### Supplied material
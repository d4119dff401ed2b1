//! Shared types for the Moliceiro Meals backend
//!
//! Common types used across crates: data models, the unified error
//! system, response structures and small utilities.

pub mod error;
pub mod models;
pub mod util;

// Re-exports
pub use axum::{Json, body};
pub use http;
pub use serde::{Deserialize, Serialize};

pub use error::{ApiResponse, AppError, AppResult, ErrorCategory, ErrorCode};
######
Exercise goal:
Repeat all of the records verbatim, leaving nothing out.

Output of the task:
repository d4119dff401ed2b1
//! Shared types for the Moliceiro Meals backend
//!
//! Common types used across crates: data models, the unified error
//! system, response structures and small utilities.

pub mod error;
pub mod models;
pub mod util;

// Re-exports
pub use axum::{Json, body};
pub use http;
pub use serde::{Deserialize, Serialize};

pub use error::{ApiResponse, AppError, AppResult, ErrorCategory, ErrorCode};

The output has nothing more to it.